O Sr. Draghi diz que a Europa está a dividir-se em duas partes. É uma ameaça para a Europa. Concorda com isso?
"(...) Temos uma situação em que cerca de 1/3 da Europa vive uma depressão com elevado desemprego, economias em retracção, um cenário muito mau. A solução seria uma forte recuperação europeia para toda a zona. De certo modo, poderemos dizer que se isso perturbar Mario Draghi, ele deverá fazer um enorme programa de quantitative easing, colocar a Europa na recuperação e conseguir uma situação em que países como Portugal consigam ajustar os seus custos e preços, não através da deflação, mas simplesmente tendo aumentos mais lentos que o núcleo. Penso que Draghi, tal como Merkel, opere num ambiente político. Não pode pressionar demais o seu governo. É essa a solução. Se não querem que se concretize essa divisão da Europa, então precisam de uma expansão nos países nucleares. E, infelizmente, parece não ser isso que estão a fazer."
O euro sobreviverá?
"Todos os líderes europeus percebem a catástrofe política que seria, se o euro fracassasse. (...) As pressões económicas são muito fortes, há grandes pressões sobre o euro. Por outro lado, têm de pensar que os lideres europeus tudo farão para o salvar. Quem vencerá? Não sei. (...) É uma situação em que Europa criou uma armadilha para si própria. A questão é saber se encontra a vontade política e a disponibilidade de fazer algo pouco ortodoxo para sair dessa armadilha."
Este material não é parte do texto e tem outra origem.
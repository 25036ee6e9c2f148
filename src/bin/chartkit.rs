use anyhow::{Context, Result};
use chartkit::export::{self, ExportItem};
use chartkit::models::{AnalysisDocument, CanonicalSeries, RawChartRecord};
use chartkit::present::{Prepared, prepare};
use chartkit::{snapshot, stats};
use clap::{Args, Parser, Subcommand};
use std::fs;
use std::path::PathBuf;

#[derive(Parser, Debug)]
#[command(
    name = "chartkit",
    version,
    about = "Normalize, render & export analytics chart records"
)]
struct Cli {
    #[command(subcommand)]
    cmd: Command,
}

#[derive(Subcommand, Debug)]
enum Command {
    /// Load an analytics-result document and produce exports from it.
    Export(ExportArgs),
}

#[derive(Args, Debug)]
struct ExportArgs {
    /// Path to the analytics-result JSON document.
    #[arg(short, long)]
    input: PathBuf,
    /// Write the delimited tabular export (sparklines + CSV blocks) here.
    #[arg(long)]
    table: Option<PathBuf>,
    /// Write the printable HTML report here.
    #[arg(long)]
    report: Option<PathBuf>,
    /// Export every chart as a PNG snapshot into this directory.
    #[arg(long)]
    png_dir: Option<PathBuf>,
    /// Width of PNG snapshots (default 1000).
    #[arg(long, default_value_t = 1000)]
    width: u32,
    /// Height of PNG snapshots (default 600).
    #[arg(long, default_value_t = 600)]
    height: u32,
    /// Print per-chart summary statistics to stdout.
    #[arg(long, default_value_t = false)]
    stats: bool,
}

fn main() -> Result<()> {
    env_logger::init();
    let cli = Cli::parse();
    match cli.cmd {
        Command::Export(args) => cmd_export(args),
    }
}

/// Charts that survived the pipeline, paired with their source records.
fn prepared_charts(doc: &AnalysisDocument) -> Vec<(&RawChartRecord, CanonicalSeries)> {
    let mut out = Vec::new();
    for record in &doc.charts {
        match prepare(record) {
            Prepared::Chart { series, .. } => out.push((record, series)),
            Prepared::NoData => {
                eprintln!("skipping '{}': no data points", record.title());
            }
            Prepared::UpstreamError { kind, message } => {
                eprintln!(
                    "skipping '{}': upstream error ({} {})",
                    record.title(),
                    kind.as_deref().unwrap_or("unknown"),
                    message.as_deref().unwrap_or("")
                );
            }
        }
    }
    out
}

fn cmd_export(args: ExportArgs) -> Result<()> {
    let text = fs::read_to_string(&args.input)
        .with_context(|| format!("read {}", args.input.display()))?;
    let doc: AnalysisDocument =
        serde_json::from_str(&text).context("parse analytics-result document")?;

    let charts = prepared_charts(&doc);
    let items: Vec<ExportItem<'_>> = charts
        .iter()
        .map(|(record, series)| ExportItem { record, series })
        .collect();

    if let Some(path) = &args.table {
        fs::write(path, export::build_table(&items))
            .with_context(|| format!("write {}", path.display()))?;
        println!("wrote table export: {}", path.display());
    }

    if let Some(path) = &args.report {
        fs::write(path, export::build_report(&items, &doc))
            .with_context(|| format!("write {}", path.display()))?;
        println!("wrote report: {}", path.display());
    }

    if let Some(dir) = &args.png_dir {
        fs::create_dir_all(dir).with_context(|| format!("create {}", dir.display()))?;
        let outcome = snapshot::export_batch(&doc.charts, dir, args.width, args.height);
        println!(
            "exported {} snapshot(s), {} failure(s)",
            outcome.saved.len(),
            outcome.failures.len()
        );
        for f in &outcome.failures {
            eprintln!("  [{}] {}: {}", f.index, f.title, f.error);
        }
    }

    if args.stats {
        for (record, series) in &charts {
            let s = stats::summarize(series);
            println!(
                "{}: count={} missing={} min={:?} max={:?} mean={:?} median={:?}",
                record.title(),
                s.count,
                s.missing,
                s.min,
                s.max,
                s.mean,
                s.median
            );
        }
    }

    Ok(())
}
Pensa que devemos sair do euro?
"Não aconselharia o actual governo a fazê-lo, embora pense que pode vir a acontecer. Mas não podemos fazê-lo sem tentarmos alternativas primeiro. A alternativa é, essencialmente, a desvalorização interna. Uma queda gradual nos custos relativos, tornar os custos mais competitivos para uma suficiente retoma das exportações que permita a recuperação económica mesmo sem essa bolha de crédito. É uma coisa terrível, mas o problema é que abandonar o euro é algo incrivelmente desestabilizador. Ao tentarmos fazê-lo, teremos uma crise bancária imediata, uma crise jurídica com todas estas dívidas sem que ninguém saiba o que fazer com elas, é algo profundamente desestabilizador. De certo modo, sou um pouco fatalista nisto. Há que fazer este jogo, pelo menos durante algum tempo."
O euro é o problema para a economia portuguesa?
"Em larga medida, o euro é o problema. Estão numa armadilha de que é difícil escaparem. A melhor solução é os maiores países fazerem com que o euro funcione melhor, com uma política muito mais expansionista. Se Portugal nunca tivesse entrado no euro, se pudessem voltar atrás e não fazer nada disto, desvalorizaríamos o escudo e os problemas seriam muito mais fáceis. Mas, infelizmente, isso não é opção. Não temos uma máquina do tempo, não podemos voltar atrás e não o fazer, o que torna tudo muito mais difícil. Veja-se que o grande caso de sucesso nesta história é a Islândia. Houve muitas coisas que correram bem na Islândia mas a melhor é nunca ter entrado no euro, o que permitiu que, em termos relativos, se baixassem os salários em 25% num dia apenas deixando cair a coroa."
(...)
Apoia políticas expansionistas para melhorar a economia, mas para tal precisamos de dinheiro que não temos. Que outras opções podemos pôr em cima da mesa?
"Muito poucas. As pessoas com opções estão em Berlim e em Frankfurt. Não estão cá. De certa forma, a nível da capacidade concreta de afectar o destino, o primeiro-ministro é um pouco como o governador de Nova Jérsia, nos EUA. Não tem assim tanta influência. Sem moeda própria, não há assim tanto espaço de manobra neste país."